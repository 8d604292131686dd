//! Line classification.
//!
//! Maps one trimmed input line onto a small fixed alphabet of line kinds.
//! Classification is pure and total: anything unrecognized is
//! [`LineKind::Ignorable`].

use help_index_core::SectionKind;

use crate::config::ClassifierConfig;

/// Structural role of one help index line.
#[derive(Debug, Clone, PartialEq, Eq)]
pub enum LineKind {
    BrandHeader(String),
    CategoryHeader(String),
    SectionHeader(SectionKind),
    BulletEntry(String),
    Ignorable,
}

/// A classified line with its 1-based line number.
#[derive(Debug, Clone, PartialEq, Eq)]
pub struct ClassifiedLine {
    pub line_number: usize,
    pub kind: LineKind,
}

/// Classifies a single line.
///
/// # Examples
///
/// ```
/// use help_index_core::SectionKind;
/// use help_index_pipeline::classify::{LineKind, classify_line};
/// use help_index_pipeline::config::ClassifierConfig;
///
/// let config = ClassifierConfig::default();
/// assert_eq!(
///     classify_line("## Janome", &config),
///     LineKind::BrandHeader("Janome".to_string())
/// );
/// assert_eq!(
///     classify_line("#### tutorials", &config),
///     LineKind::SectionHeader(SectionKind::Tutorials)
/// );
/// assert_eq!(
///     classify_line("  - MC6700P: Getting Started Guide ", &config),
///     LineKind::BulletEntry("MC6700P: Getting Started Guide".to_string())
/// );
/// assert_eq!(classify_line("#### DOWNLOADS", &config), LineKind::Ignorable);
/// ```
pub fn classify_line(line: &str, config: &ClassifierConfig) -> LineKind {
    let trimmed = line.trim();
    if trimmed.is_empty() {
        return LineKind::Ignorable;
    }

    if let Some(kind) = classify_header(trimmed, config) {
        return kind;
    }

    match strip_bullet(trimmed, &config.bullet_markers) {
        Some(body) => LineKind::BulletEntry(body.to_string()),
        None => LineKind::Ignorable,
    }
}

/// Classifies every line of `text`, keeping line numbers. A leading byte
/// order mark is skipped.
pub fn classify_lines(text: &str, config: &ClassifierConfig) -> Vec<ClassifiedLine> {
    strip_bom(text)
        .lines()
        .enumerate()
        .map(|(index, line)| ClassifiedLine {
            line_number: index + 1,
            kind: classify_line(line, config),
        })
        .collect()
}

/// Drops a UTF-8 byte order mark, which `trim` does not treat as whitespace.
pub(crate) fn strip_bom(text: &str) -> &str {
    text.strip_prefix('\u{feff}').unwrap_or(text)
}

/// Returns `Some` when the first token is one of the header markers. A
/// header with an empty or unknown name is still consumed as ignorable so it
/// cannot be mistaken for a bullet.
fn classify_header(trimmed: &str, config: &ClassifierConfig) -> Option<LineKind> {
    let (marker, rest) = match trimmed.split_once(char::is_whitespace) {
        Some((marker, rest)) => (marker, rest.trim()),
        None => (trimmed, ""),
    };

    let kind = if marker == config.brand_marker {
        named(rest, LineKind::BrandHeader)
    } else if marker == config.category_marker {
        named(rest, LineKind::CategoryHeader)
    } else if marker == config.section_marker {
        SectionKind::parse(rest.trim_end_matches(':')).map_or(LineKind::Ignorable, LineKind::SectionHeader)
    } else {
        return None;
    };
    Some(kind)
}

fn named(name: &str, make: fn(String) -> LineKind) -> LineKind {
    if name.is_empty() {
        LineKind::Ignorable
    } else {
        make(name.to_string())
    }
}

/// Strips a bullet marker that is followed by whitespace or ends the line.
fn strip_bullet<'a>(trimmed: &'a str, markers: &[String]) -> Option<&'a str> {
    markers.iter().find_map(|marker| {
        let rest = trimmed.strip_prefix(marker.as_str())?;
        if rest.is_empty() || rest.starts_with(char::is_whitespace) {
            Some(rest.trim())
        } else {
            None
        }
    })
}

☆ ☆ ☆ ☆ ☆ ☆ ☆

Problem requirements: What is needed here is the full listing, restated word for word.

Response box:
repository 8d604292131686dd
//! Line classification.
//!
//! Maps one trimmed input line onto a small fixed alphabet of line kinds.
//! Classification is pure and total: anything unrecognized is
//! [`LineKind::Ignorable`].

use help_index_core::SectionKind;

use crate::config::ClassifierConfig;

/// Structural role of one help index line.
#[derive(Debug, Clone, PartialEq, Eq)]
pub enum LineKind {
    BrandHeader(String),
    CategoryHeader(String),
    SectionHeader(SectionKind),
    BulletEntry(String),
    Ignorable,
}

/// A classified line with its 1-based line number.
#[derive(Debug, Clone, PartialEq, Eq)]
pub struct ClassifiedLine {
    pub line_number: usize,
    pub kind: LineKind,
}

/// Classifies a single line.
///
/// # Examples
///
/// ```
/// use help_index_core::SectionKind;
/// use help_index_pipeline::classify::{LineKind, classify_line};
/// use help_index_pipeline::config::ClassifierConfig;
///
/// let config = ClassifierConfig::default();
/// assert_eq!(
///     classify_line("## Janome", &config),
///     LineKind::BrandHeader("Janome".to_string())
/// );
/// assert_eq!(
///     classify_line("#### tutorials", &config),
///     LineKind::SectionHeader(SectionKind::Tutorials)
/// );
/// assert_eq!(
///     classify_line("  - MC6700P: Getting Started Guide ", &config),
///     LineKind::BulletEntry("MC6700P: Getting Started Guide".to_string())
/// );
/// assert_eq!(classify_line("#### DOWNLOADS", &config), LineKind::Ignorable);
/// ```
pub fn classify_line(line: &str, config: &ClassifierConfig) -> LineKind {
    let trimmed = line.trim();
    if trimmed.is_empty() {
        return LineKind::Ignorable;
    }

    if let Some(kind) = classify_header(trimmed, config) {
        return kind;
    }

    match strip_bullet(trimmed, &config.bullet_markers) {
        Some(body) => LineKind::BulletEntry(body.to_string()),
        None => LineKind::Ignorable,
    }
}

/// Classifies every line of `text`, keeping line numbers. A leading byte
/// order mark is skipped.
pub fn classify_lines(text: &str, config: &ClassifierConfig) -> Vec<ClassifiedLine> {
    strip_bom(text)
        .lines()
        .enumerate()
        .map(|(index, line)| ClassifiedLine {
            line_number: index + 1,
            kind: classify_line(line, config),
        })
        .collect()
}

/// Drops a UTF-8 byte order mark, which `trim` does not treat as whitespace.
pub(crate) fn strip_bom(text: &str) -> &str {
    text.strip_prefix('\u{feff}').unwrap_or(text)
}

/// Returns `Some` when the first token is one of the header markers. A
/// header with an empty or unknown name is still consumed as ignorable so it
/// cannot be mistaken for a bullet.
fn classify_header(trimmed: &str, config: &ClassifierConfig) -> Option<LineKind> {
    let (marker, rest) = match trimmed.split_once(char::is_whitespace) {
        Some((marker, rest)) => (marker, rest.trim()),
        None => (trimmed, ""),
    };

    let kind = if marker == config.brand_marker {
        named(rest, LineKind::BrandHeader)
    } else if marker == config.category_marker {
        named(rest, LineKind::CategoryHeader)
    } else if marker == config.section_marker {
        SectionKind::parse(rest.trim_end_matches(':')).map_or(LineKind::Ignorable, LineKind::SectionHeader)
    } else {
        return None;
    };
    Some(kind)
}

fn named(name: &str, make: fn(String) -> LineKind) -> LineKind {
    if name.is_empty() {
        LineKind::Ignorable
    } else {
        make(name.to_string())
    }
}

/// Strips a bullet marker that is followed by whitespace or ends the line.
fn strip_bullet<'a>(trimmed: &'a str, markers: &[String]) -> Option<&'a str> {
    markers.iter().find_map(|marker| {
        let rest = trimmed.strip_prefix(marker.as_str())?;
        if rest.is_empty() || rest.starts_with(char::is_whitespace) {
            Some(rest.trim())
        } else {
            None
        }
    })
}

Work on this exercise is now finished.